---- RECORDS TO USE
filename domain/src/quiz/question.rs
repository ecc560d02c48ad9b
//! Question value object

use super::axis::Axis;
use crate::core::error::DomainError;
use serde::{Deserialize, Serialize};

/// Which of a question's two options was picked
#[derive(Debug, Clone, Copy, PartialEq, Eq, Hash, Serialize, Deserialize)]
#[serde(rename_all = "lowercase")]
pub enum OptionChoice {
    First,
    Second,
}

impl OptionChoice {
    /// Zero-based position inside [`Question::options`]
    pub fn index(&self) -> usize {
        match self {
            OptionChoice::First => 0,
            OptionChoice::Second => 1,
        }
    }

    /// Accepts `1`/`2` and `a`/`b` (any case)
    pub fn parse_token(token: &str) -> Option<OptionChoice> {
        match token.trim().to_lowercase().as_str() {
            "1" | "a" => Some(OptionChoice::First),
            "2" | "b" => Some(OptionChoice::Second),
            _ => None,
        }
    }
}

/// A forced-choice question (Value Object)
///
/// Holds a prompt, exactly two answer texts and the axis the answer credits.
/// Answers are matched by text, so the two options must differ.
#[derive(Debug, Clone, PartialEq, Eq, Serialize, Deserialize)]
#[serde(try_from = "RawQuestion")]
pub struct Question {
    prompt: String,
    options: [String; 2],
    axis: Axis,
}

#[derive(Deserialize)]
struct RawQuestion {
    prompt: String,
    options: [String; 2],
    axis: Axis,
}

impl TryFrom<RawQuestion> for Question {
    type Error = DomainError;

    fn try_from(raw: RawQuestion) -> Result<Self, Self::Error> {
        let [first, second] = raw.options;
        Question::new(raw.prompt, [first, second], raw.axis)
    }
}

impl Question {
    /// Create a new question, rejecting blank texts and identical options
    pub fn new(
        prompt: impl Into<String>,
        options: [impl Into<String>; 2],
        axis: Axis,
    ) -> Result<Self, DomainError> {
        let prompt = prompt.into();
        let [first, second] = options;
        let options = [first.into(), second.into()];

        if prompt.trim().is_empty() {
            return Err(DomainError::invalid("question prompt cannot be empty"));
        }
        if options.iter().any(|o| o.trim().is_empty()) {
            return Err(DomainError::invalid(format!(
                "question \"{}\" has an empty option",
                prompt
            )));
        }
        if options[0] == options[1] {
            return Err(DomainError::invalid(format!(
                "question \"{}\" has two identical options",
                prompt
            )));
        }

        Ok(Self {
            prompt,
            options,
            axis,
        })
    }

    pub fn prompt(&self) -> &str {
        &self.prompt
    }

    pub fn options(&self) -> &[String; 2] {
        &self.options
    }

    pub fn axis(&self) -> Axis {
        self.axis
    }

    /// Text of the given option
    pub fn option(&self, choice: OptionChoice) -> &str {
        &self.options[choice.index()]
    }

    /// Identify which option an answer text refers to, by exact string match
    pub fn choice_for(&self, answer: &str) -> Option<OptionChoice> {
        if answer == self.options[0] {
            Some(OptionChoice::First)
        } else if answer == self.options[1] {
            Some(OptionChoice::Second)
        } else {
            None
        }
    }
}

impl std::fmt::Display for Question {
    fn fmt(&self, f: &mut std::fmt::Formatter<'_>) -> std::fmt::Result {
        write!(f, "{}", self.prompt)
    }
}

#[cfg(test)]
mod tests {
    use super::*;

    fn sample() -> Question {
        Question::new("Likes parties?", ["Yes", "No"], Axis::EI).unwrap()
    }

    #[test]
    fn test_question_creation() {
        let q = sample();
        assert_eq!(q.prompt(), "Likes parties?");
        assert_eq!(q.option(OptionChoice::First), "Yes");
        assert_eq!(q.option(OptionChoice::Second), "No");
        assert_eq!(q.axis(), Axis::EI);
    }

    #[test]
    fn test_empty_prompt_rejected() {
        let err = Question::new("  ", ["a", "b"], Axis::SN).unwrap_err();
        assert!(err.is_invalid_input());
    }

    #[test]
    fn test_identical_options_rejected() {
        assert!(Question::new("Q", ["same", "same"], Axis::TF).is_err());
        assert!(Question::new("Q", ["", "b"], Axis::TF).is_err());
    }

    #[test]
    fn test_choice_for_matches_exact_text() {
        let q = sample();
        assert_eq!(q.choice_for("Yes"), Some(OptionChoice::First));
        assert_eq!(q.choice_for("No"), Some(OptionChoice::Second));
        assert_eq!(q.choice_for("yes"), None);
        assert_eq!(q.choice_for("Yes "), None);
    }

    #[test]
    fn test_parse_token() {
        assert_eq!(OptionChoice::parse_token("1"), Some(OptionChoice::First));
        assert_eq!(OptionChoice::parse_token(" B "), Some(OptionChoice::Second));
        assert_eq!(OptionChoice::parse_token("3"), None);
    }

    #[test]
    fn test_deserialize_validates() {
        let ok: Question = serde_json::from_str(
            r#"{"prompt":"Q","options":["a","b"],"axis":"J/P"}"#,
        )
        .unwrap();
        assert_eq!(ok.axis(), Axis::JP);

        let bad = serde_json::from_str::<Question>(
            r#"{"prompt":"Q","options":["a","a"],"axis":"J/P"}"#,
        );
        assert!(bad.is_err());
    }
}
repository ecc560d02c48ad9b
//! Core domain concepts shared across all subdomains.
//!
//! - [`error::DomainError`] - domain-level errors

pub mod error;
--------
▸ TASK REQUIREMENTS
In the entries above, find each line with "struct" and list it.

▸ TASK RESPONSE
pub struct Question {
struct RawQuestion {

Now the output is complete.